**Provided records**

##############################

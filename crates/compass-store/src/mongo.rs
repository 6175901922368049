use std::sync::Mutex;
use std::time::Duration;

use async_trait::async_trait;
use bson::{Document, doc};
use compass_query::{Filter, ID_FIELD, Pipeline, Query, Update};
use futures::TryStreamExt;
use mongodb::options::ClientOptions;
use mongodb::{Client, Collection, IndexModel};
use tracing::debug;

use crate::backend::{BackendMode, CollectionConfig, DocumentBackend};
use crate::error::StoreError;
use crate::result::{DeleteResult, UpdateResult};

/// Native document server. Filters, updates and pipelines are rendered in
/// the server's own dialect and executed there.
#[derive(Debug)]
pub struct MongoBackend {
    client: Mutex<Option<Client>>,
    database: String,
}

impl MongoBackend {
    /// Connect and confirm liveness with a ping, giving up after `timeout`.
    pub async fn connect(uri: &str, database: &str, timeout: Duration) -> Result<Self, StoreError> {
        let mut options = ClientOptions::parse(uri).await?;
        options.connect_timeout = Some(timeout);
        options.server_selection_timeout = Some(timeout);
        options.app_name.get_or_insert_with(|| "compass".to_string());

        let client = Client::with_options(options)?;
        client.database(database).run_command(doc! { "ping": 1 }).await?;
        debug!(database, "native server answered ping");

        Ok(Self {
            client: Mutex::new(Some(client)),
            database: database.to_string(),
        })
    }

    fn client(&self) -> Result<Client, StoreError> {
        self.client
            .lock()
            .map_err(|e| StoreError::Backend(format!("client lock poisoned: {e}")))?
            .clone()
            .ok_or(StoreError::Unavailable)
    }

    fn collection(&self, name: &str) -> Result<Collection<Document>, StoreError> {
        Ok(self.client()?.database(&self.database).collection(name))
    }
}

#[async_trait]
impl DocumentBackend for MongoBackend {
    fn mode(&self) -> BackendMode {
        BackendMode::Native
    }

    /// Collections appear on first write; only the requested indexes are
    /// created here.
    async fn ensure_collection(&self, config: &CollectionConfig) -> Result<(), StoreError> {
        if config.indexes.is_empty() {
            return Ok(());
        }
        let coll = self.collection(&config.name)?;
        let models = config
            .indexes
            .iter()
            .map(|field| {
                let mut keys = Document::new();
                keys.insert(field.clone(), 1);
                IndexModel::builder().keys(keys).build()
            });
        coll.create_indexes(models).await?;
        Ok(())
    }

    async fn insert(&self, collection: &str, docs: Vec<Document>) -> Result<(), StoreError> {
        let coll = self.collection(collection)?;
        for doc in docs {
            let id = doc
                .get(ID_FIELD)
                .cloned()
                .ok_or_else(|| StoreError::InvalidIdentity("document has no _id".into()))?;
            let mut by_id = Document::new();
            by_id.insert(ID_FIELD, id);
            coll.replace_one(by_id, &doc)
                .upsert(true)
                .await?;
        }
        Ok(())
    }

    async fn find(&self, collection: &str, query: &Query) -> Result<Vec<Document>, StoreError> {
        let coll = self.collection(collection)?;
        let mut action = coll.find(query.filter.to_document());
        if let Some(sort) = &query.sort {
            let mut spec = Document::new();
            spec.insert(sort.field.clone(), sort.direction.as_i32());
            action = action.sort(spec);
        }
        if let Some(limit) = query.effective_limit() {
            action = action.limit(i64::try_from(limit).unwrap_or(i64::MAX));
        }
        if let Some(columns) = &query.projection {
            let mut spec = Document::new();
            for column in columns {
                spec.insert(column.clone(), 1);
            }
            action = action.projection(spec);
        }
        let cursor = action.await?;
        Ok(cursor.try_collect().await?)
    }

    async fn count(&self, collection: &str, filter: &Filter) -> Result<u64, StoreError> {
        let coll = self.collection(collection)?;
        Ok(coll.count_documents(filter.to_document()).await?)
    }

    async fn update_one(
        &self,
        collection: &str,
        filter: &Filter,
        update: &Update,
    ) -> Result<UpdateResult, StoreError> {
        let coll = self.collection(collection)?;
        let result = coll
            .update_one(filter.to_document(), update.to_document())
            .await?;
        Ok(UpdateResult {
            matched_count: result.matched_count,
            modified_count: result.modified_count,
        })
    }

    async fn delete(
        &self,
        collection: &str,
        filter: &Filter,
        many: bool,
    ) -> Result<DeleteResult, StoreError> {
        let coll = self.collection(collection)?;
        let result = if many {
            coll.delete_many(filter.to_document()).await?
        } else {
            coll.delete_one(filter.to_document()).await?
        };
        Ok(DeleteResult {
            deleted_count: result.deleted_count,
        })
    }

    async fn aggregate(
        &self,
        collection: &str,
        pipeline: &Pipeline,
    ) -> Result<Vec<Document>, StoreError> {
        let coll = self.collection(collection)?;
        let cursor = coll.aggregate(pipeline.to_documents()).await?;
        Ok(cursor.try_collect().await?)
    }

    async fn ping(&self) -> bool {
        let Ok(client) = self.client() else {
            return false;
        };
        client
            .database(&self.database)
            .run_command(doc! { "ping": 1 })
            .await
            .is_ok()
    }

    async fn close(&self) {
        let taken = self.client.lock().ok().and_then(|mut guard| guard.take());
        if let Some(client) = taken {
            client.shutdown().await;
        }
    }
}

##############################

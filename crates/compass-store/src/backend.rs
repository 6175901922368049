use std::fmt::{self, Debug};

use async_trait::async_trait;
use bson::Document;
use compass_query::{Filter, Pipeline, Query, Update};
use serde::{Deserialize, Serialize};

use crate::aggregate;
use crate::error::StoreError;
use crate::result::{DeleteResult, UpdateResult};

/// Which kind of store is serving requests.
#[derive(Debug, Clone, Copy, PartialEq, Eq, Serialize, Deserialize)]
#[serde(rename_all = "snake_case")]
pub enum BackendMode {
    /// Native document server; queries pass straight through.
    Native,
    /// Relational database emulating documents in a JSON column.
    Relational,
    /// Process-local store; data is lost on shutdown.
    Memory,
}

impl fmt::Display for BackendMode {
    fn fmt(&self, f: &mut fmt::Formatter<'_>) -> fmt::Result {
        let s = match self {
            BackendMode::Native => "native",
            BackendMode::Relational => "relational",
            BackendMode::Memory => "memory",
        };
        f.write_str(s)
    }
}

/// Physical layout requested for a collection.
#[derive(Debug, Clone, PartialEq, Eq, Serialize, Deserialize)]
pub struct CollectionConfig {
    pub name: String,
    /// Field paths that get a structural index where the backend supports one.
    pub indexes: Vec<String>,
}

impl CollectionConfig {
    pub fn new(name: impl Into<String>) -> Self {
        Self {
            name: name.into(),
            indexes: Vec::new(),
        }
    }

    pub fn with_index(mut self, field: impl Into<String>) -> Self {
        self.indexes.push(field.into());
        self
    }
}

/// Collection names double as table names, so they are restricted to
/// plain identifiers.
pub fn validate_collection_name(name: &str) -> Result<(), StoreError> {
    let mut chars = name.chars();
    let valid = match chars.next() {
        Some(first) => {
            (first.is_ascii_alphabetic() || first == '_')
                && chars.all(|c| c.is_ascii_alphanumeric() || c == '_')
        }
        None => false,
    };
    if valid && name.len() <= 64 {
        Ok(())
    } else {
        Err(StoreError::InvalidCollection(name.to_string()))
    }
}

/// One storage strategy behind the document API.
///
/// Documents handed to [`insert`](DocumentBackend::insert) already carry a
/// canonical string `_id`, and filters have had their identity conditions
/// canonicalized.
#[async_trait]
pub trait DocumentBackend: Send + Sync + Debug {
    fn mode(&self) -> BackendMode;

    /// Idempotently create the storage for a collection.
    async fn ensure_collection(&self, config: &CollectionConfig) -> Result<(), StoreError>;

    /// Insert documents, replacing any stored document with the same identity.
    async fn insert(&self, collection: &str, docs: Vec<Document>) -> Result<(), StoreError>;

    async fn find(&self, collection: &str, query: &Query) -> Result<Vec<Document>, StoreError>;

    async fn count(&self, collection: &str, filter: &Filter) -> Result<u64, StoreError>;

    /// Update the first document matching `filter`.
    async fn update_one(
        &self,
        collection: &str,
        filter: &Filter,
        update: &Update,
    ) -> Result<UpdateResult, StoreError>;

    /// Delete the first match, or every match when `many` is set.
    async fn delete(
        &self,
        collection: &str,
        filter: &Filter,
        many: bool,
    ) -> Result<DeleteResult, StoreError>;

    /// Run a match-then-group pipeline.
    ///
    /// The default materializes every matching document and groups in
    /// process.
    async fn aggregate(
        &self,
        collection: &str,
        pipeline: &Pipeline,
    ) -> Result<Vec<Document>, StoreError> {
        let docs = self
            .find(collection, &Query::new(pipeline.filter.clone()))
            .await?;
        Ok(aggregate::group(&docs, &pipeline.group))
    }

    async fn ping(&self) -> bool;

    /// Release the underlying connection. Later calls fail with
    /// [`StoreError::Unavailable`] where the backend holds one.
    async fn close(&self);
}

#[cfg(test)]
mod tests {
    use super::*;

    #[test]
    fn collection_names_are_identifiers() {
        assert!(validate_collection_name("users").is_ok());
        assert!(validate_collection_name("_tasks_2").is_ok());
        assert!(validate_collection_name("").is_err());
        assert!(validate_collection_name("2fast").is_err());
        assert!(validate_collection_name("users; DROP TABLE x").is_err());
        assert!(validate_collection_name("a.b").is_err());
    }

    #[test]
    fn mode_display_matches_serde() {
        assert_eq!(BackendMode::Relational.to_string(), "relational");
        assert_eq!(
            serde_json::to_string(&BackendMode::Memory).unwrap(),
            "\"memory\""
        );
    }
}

##############################

**Your instructions**
What lines in the records contain the word "IndexModel"? Return each one.

**Expected answer**
use mongodb::{Client, Collection, IndexModel};
                IndexModel::builder().keys(keys).build()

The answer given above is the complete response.